Figure 3.

TSC22D1 is crucial for the induction of OIS. (A) HDF (Tig3(et)-16i) expressing two independent hairpins against TSC22D1 (sh-TSC22(1)/(2)) were exposed to BRAF^E600 for 8 days. Amount of TSC22D1.2 transcript was analysed by qRT–PCR. Transcript levels from three independent experiments were normalized to those found in non-senescent control cells and are represented as mean with s.d. (B) The samples described in (A) were analysed by immunoblotting for the amount of TSC22D1 protein.
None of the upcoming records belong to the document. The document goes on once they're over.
//! Fixtures shared by the integration tests

#![allow(dead_code)]

use mlops_pipelines::data::{CsrMatrix, Dataset};
use ndarray::{Array1, Array2};
use rand::{Rng, SeedableRng};
use rand_chacha::ChaCha8Rng;
use std::io::Write;
use std::path::{Path, PathBuf};

pub const HEART_HEADER: &str = "age,sex,cp,trtbps,chol,fbs,restecg,thalachh,exng,oldpeak,slp,caa,thall,output";

/// Synthetic heart-attack table. `output` follows `thalachh` and `exng` so a
/// classifier has something to learn; `age_shift` moves the age distribution.
pub fn write_heart_csv(path: &Path, rows: usize, seed: u64, age_shift: i64) -> PathBuf {
    let mut rng = ChaCha8Rng::seed_from_u64(seed);
    let mut file = std::fs::File::create(path).unwrap();
    writeln!(file, "{}", HEART_HEADER).unwrap();
    for _ in 0..rows {
        let age: i64 = rng.gen_range(35..75) + age_shift;
        let sex: i64 = rng.gen_range(0..2);
        let cp: i64 = rng.gen_range(0..4);
        let trtbps: i64 = rng.gen_range(100..180);
        let chol: i64 = rng.gen_range(150..350);
        let fbs: i64 = rng.gen_range(0..2);
        let restecg: i64 = rng.gen_range(0..3);
        let thalachh: i64 = rng.gen_range(90..200);
        let exng: i64 = rng.gen_range(0..2);
        let oldpeak: f64 = (rng.gen_range(0..40) as f64) / 10.0;
        let slp: i64 = rng.gen_range(0..3);
        let caa: i64 = rng.gen_range(0..4);
        let thall: i64 = rng.gen_range(1..4);
        let output = i64::from((thalachh > 145 && exng == 0) || thalachh > 175);
        writeln!(
            file,
            "{},{},{},{},{},{},{},{},{},{:.1},{},{},{},{}",
            age, sex, cp, trtbps, chol, fbs, restecg, thalachh, exng, oldpeak, slp, caa, thall, output
        )
        .unwrap();
    }
    path.to_path_buf()
}

/// A small regression dataset where `y = 3 * x0 - 2 * x1 + noise`
pub fn regression_dataset(rows: usize, seed: u64) -> Dataset {
    let mut rng = ChaCha8Rng::seed_from_u64(seed);
    let x = Array2::from_shape_fn((rows, 4), |_| rng.gen_range(0.0..10.0));
    let y = Array1::from_iter(
        x.rows()
            .into_iter()
            .map(|r| 3.0 * r[0] - 2.0 * r[1] + rng.gen_range(-0.5..0.5)),
    );
    let names = (0..4).map(|i| format!("f{}", i)).collect();
    Dataset::new(CsrMatrix::from_dense(&x), y, names).unwrap()
}

/// Write `train.bin`, `val.bin` and `test.bin` under `dir`
pub fn write_prepared(dir: &Path) {
    regression_dataset(80, 1).save(dir.join("train.bin")).unwrap();
    regression_dataset(30, 2).save(dir.join("val.bin")).unwrap();
    regression_dataset(30, 3).save(dir.join("test.bin")).unwrap();
}

/// Trip parquet where the duration is set by the pickup zone:
/// zone `z` takes `5 * z` minutes. One trip per file is longer than an hour.
pub fn write_trip_parquet(path: &Path, rows: usize, seed: u64) -> PathBuf {
    use polars::prelude::*;
    const MINUTE_US: i64 = 60_000_000;

    let mut rng = ChaCha8Rng::seed_from_u64(seed);
    let mut pickup = Vec::with_capacity(rows + 1);
    let mut dropoff = Vec::with_capacity(rows + 1);
    let mut pu = Vec::with_capacity(rows + 1);
    let mut dol = Vec::with_capacity(rows + 1);
    let mut distance = Vec::with_capacity(rows + 1);
    for i in 0..rows {
        let zone: i64 = rng.gen_range(1..6);
        let start = i as i64 * 90 * MINUTE_US;
        pickup.push(start);
        dropoff.push(start + 5 * zone * MINUTE_US);
        pu.push(zone);
        dol.push(rng.gen_range(1..4i64));
        distance.push(zone as f64 * 1.3);
    }
    pickup.push(0);
    dropoff.push(90 * MINUTE_US);
    pu.push(1);
    dol.push(1);
    distance.push(30.0);

    let mut df = df!(
        "tpep_pickup_datetime" => &pickup,
        "tpep_dropoff_datetime" => &dropoff,
        "PULocationID" => &pu,
        "DOLocationID" => &dol,
        "trip_distance" => &distance,
    )
    .unwrap();
    for name in ["tpep_pickup_datetime", "tpep_dropoff_datetime"] {
        let cast = df
            .column(name)
            .unwrap()
            .cast(&DataType::Datetime(TimeUnit::Microseconds, None))
            .unwrap();
        df.with_column(cast).unwrap();
    }
    let file = std::fs::File::create(path).unwrap();
    ParquetWriter::new(file).finish(&mut df).unwrap();
    path.to_path_buf()
}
CDK4 serves as loading control, arrowheads indicate the three TSC22D1.2 proteins (see Figures 1C and 2A). (C) Cell proliferation assay of HDF described in (A). Cells were fixed and stained 10 days after exposure to BRAF^E600 (upper row). Representative images of senescence-associated (SA) β-galactosidase staining (middle row) and phase contrast (lower row) are shown for the cells described in (A). Quantification was performed for three independent experiments, with s.d. (D) Nine days after exposure to BRAF^E600 BrdU incorporation was measured in the samples described in (A), after a 3-h BrdU pulse (measured by FACS). Levels are represented as mean from at least three independent experiments. Error bars represent s.d. (E) Cell proliferation assay of FM186 human melanocytes. Cells were lentivirally transduced with the indicated constructs, fixed and stained 8 days after BRAF^E600 expression. The lower row represents phase contrast images of the cells described in (E).